The authors said: “Our goal is to demonstrate that the biblical story, taken as a whole, depicts the ever-widening path of God’s mercy” (22). Bearing in mind the qualification I just offered, I think they have succeeded in this.

They had a secondary goal also: “The many biblical stories of God’s widening mercy invite us to re-envision how God means us to think and act today with regard to human sexuality” (206). They want their book to encourage the church today to welcome and affirm LGBTQ persons: “To say it one more time, our vision is this: The biblical narratives throughout the Old Testament and the New trace a trajectory of mercy that leads us to welcome sexual minorities no longer as ‘strangers and aliens’ but as ‘fellow citizens with the saints and also members of the household of God.’ Full stop” (207, their italics).

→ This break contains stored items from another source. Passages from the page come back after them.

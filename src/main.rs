use actix_cors::Cors;
use actix_web::{error, http::StatusCode, middleware, web, App, HttpResponse, HttpServer};
use std::sync::Arc;
use tracing::{error, info, warn};

use trade_matcher::config::Settings;
use trade_matcher::core::{Matcher, PricingOracle, PricingResolver};
use trade_matcher::engine::MatchEngine;
use trade_matcher::models::ScoringWeights;
use trade_matcher::routes::{self, matches::AppState};
use trade_matcher::services::{
    AppwriteClient, AppwriteCollections, CacheManager, CachedPricingOracle, DisabledPricing, InMemoryMatchStore,
    MatchStore, PokemonTcgClient, PostgresClient,
};

/// JSON error response for JSON payload errors
#[derive(Debug, serde::Serialize)]
pub struct JsonError {
    pub error: String,
    pub message: String,
    pub status_code: u16,
}

impl std::fmt::Display for JsonError {
    fn fmt(&self, f: &mut std::fmt::Formatter<'_>) -> std::fmt::Result {
        write!(f, "{}: {}", self.error, self.message)
    }
}

impl std::error::Error for JsonError {}

impl error::ResponseError for JsonError {
    fn error_response(&self) -> HttpResponse {
        HttpResponse::build(StatusCode::from_u16(self.status_code).unwrap_or(StatusCode::BAD_REQUEST)).json(self)
    }
}

/// Handle JSON payload errors
pub fn handle_json_payload_error(err: error::JsonPayloadError, _req: &actix_web::HttpRequest) -> actix_web::Error {
    JsonError {
        error: "invalid_json".to_string(),
        message: format!("Invalid JSON: {}", err),
        status_code: 400,
    }
    .into()
}

/// Handle query payload errors
pub fn handle_query_payload_error(err: error::QueryPayloadError, _req: &actix_web::HttpRequest) -> actix_web::Error {
    JsonError {
        error: "invalid_query".to_string(),
        message: format!("Invalid query: {}", err),
        status_code: 400,
    }
    .into()
}

fn startup_error(context: &str, err: impl std::fmt::Display) -> std::io::Error {
    error!("{}: {}", context, err);
    std::io::Error::new(std::io::ErrorKind::Other, format!("{}: {}", context, err))
}

#[actix_web::main]
async fn main() -> std::io::Result<()> {
    // Load .env file if present
    dotenv::dotenv().ok();

    let settings = Settings::load();
    settings
        .as_ref()
        .map(|s| s.logging.clone())
        .unwrap_or_default()
        .init();

    info!("Starting trade matching service...");

    let settings = settings.map_err(|e| startup_error("Failed to load configuration", e))?;

    info!("Configuration loaded successfully");

    // Inventory comes from Appwrite
    let appwrite = AppwriteClient::new(
        settings.appwrite.endpoint.clone(),
        settings.appwrite.api_key.clone(),
        settings.appwrite.project_id.clone(),
        settings.appwrite.database_id.clone(),
        AppwriteCollections {
            user_profiles: settings.collection.user_profiles.clone(),
            cards: settings.collection.cards.clone(),
        },
    )
    .map_err(|e| startup_error("Failed to build Appwrite client", e))?;

    info!("Appwrite client initialized");

    // Price cache; redis is optional
    let cache_ttl = settings.cache.ttl_secs.unwrap_or(3600);
    let l1_cache_size = settings.cache.l1_cache_size.unwrap_or(10_000);
    let cache = match settings.cache.redis_url.as_deref() {
        Some(url) => match CacheManager::new(url, l1_cache_size, cache_ttl).await {
            Ok(c) => c,
            Err(e) => {
                warn!("Failed to connect to Redis ({}), using in-process price cache only", e);
                CacheManager::in_memory(l1_cache_size, cache_ttl)
            }
        },
        None => CacheManager::in_memory(l1_cache_size, cache_ttl),
    };
    info!(
        "Cache manager initialized (L1: {} entries, TTL: {}s, redis: {})",
        l1_cache_size,
        cache_ttl,
        cache.has_redis()
    );

    let oracle: Arc<dyn PricingOracle> = if settings.pricing.enabled {
        let client = PokemonTcgClient::new(
            settings.pricing.base_url.clone(),
            settings.pricing.api_key.clone(),
            settings.pricing.lookup_timeout(),
        )
        .map_err(|e| startup_error("Failed to build pricing client", e))?;
        Arc::new(CachedPricingOracle::new(Arc::new(client), Arc::new(cache)))
    } else {
        info!("Live pricing disabled, scoring on listed prices");
        Arc::new(DisabledPricing)
    };

    // Match store: PostgreSQL when configured, otherwise process memory
    let store: Arc<dyn MatchStore> = match settings.database.url.as_deref() {
        Some(url) => Arc::new(
            PostgresClient::from_settings(
                url,
                settings.database.max_connections,
                settings.database.min_connections,
                settings.database.acquire_timeout_secs,
                settings.database.idle_timeout_secs,
            )
            .await
            .map_err(|e| startup_error("Failed to connect to PostgreSQL", e))?,
        ),
        None => {
            warn!("No database configured, matches are kept in memory only");
            Arc::new(InMemoryMatchStore::new())
        }
    };

    info!("Match store initialized ({})", store.store_name());

    let weights = ScoringWeights::from(&settings.scoring.weights);
    let matcher = Matcher::new(weights, PricingResolver::new(oracle, settings.pricing.lookup_timeout()))
        .with_lookup_concurrency(settings.pricing.lookup_concurrency)
        .with_run_timeout(settings.matching.run_timeout());

    info!("Matcher initialized with weights: {:?}", weights);

    let engine = MatchEngine::new(Arc::new(appwrite), store, matcher, settings.matching.thresholds());
    let app_state = AppState {
        engine: Arc::new(engine),
    };

    // Configure HTTP server
    let host = settings.server.host.clone();
    let port = settings.server.port;
    let workers = settings.server.workers.unwrap_or(4);

    info!("Starting HTTP server on {}:{}", host, port);

    HttpServer::new(move || {
        let cors = Cors::permissive();

        App::new()
            .app_data(web::Data::new(app_state.clone()))
            .app_data(web::JsonConfig::default().error_handler(handle_json_payload_error))
            .app_data(web::QueryConfig::default().error_handler(handle_query_payload_error))
            .wrap(cors)
            .wrap(middleware::Logger::default())
            .wrap(middleware::Compress::default())
            .configure(routes::configure_routes)
    })
    .workers(workers)
    .bind((host, port))?
    .run()
    .await
}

I believe the Hayses achieved this goal also. I think they have earned the right to claim: “We advocate full inclusion of believers with differing sexual orientations not because we reject the authority of the Bible. Far from it: We have come to advocate their inclusion precisely because we affirm the force and authority of the Bible’s ongoing story of God’s mercy” (214).

This is a remarkable achievement, and one I welcome.

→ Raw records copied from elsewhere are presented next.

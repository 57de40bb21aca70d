use async_trait::async_trait;
use std::sync::Arc;
use std::time::Duration;
use thiserror::Error;

use crate::models::{Card, PriceSource, ResolvedPrices};

/// Default upper bound on a single live price lookup
pub const DEFAULT_LOOKUP_TIMEOUT: Duration = Duration::from_secs(3);

/// Errors a pricing oracle may report
///
/// None of these escape [`PricingResolver`]; they only decide whether the
/// stored estimate is used.
#[derive(Debug, Error)]
pub enum PricingError {
    #[error("HTTP request failed: {0}")]
    RequestError(#[from] reqwest::Error),

    #[error("Pricing API returned error: {0}")]
    ApiError(String),

    #[error("Rate limited by pricing API")]
    RateLimited,

    #[error("Invalid response format: {0}")]
    InvalidResponse(String),
}

/// External source of current market prices
#[async_trait]
pub trait PricingOracle: Send + Sync {
    /// Current market price for a card, `Ok(None)` when the oracle has no price
    async fn live_price(&self, card: &Card) -> Result<Option<f64>, PricingError>;

    /// Name for logging
    fn oracle_name(&self) -> &'static str;
}

/// Resolves the prices used to score a candidate pair
///
/// Live prices are used only when both lookups return a positive value;
/// otherwise both sides fall back to the stored `market_price`.
#[derive(Clone)]
pub struct PricingResolver {
    oracle: Arc<dyn PricingOracle>,
    lookup_timeout: Duration,
}

impl PricingResolver {
    pub fn new(oracle: Arc<dyn PricingOracle>, lookup_timeout: Duration) -> Self {
        Self { oracle, lookup_timeout }
    }

    pub async fn resolve(&self, my_card: &Card, their_card: &Card) -> ResolvedPrices {
        let (mine, theirs) = tokio::join!(self.lookup(my_card), self.lookup(their_card));

        match (mine, theirs) {
            (Some(my_price), Some(their_price)) => ResolvedPrices {
                my_price,
                their_price,
                source: PriceSource::Live,
            },
            _ => ResolvedPrices {
                my_price: stored_price(my_card),
                their_price: stored_price(their_card),
                source: PriceSource::Estimated,
            },
        }
    }

    /// A positive live price, or `None` on miss, failure or timeout
    async fn lookup(&self, card: &Card) -> Option<f64> {
        match tokio::time::timeout(self.lookup_timeout, self.oracle.live_price(card)).await {
            Ok(Ok(Some(price))) if price.is_finite() && price > 0.0 => Some(price),
            Ok(Ok(_)) => {
                tracing::trace!("No live price for card {} ({})", card.id, card.name);
                None
            }
            Ok(Err(e)) => {
                tracing::warn!(
                    "Live price lookup via {} failed for card {}: {}",
                    self.oracle.oracle_name(),
                    card.id,
                    e
                );
                None
            }
            Err(_) => {
                tracing::warn!(
                    "Live price lookup via {} timed out after {:?} for card {}",
                    self.oracle.oracle_name(),
                    self.lookup_timeout,
                    card.id
                );
                None
            }
        }
    }
}

impl std::fmt::Debug for PricingResolver {
    fn fmt(&self, f: &mut std::fmt::Formatter<'_>) -> std::fmt::Result {
        f.debug_struct("PricingResolver")
            .field("oracle", &self.oracle.oracle_name())
            .field("lookup_timeout", &self.lookup_timeout)
            .finish()
    }
}

#[inline]
fn stored_price(card: &Card) -> f64 {
    if card.market_price.is_finite() && card.market_price > 0.0 {
        card.market_price
    } else {
        0.0
    }
}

I have two concluding comments. First, their achievement is not dependent on the idea that over time God came to love groups of people, LGBTQ or any other, whom God had previously not loved. The hints of that idea found in the book and its title have gotten a lot of attention for the book, but the idea is not necessary for the achievement of their two goals. All that is necessary is the recognition that over time

  • God’s covenant people have come to understand more and more fully that God loves all people.
  • God has taken new steps to reach out in mercy to new groups of people through the work of the covenant people.
  • God has rescinded some of the commands and prohibitions that God had previously given to the covenant people.

My second concluding comment concerns the extent of their achievement. The authors have not proved that the church should accept and affirm LGBTQ persons. They do not claim to have proved this. What they have done is to show that when the church accepts and affirms LGBTQ persons as full members, it is following faithfully a pattern that appears repeatedly in the Bible. “Because God sometimes changes his mind and his approaches to the world, faithfulness to God means sometimes doing the same” (205).

This book is a beautiful example of theology in the service of the church. It is also a major contribution to the church’s ongoing conversation about homosexuality. I commend it to readers of this journal enthusiastically.

 

— Fisher Humphreys is Professor Emeritus of Theology at Beeson School of Divinity, A long-standing member of the CET board and frequent writer.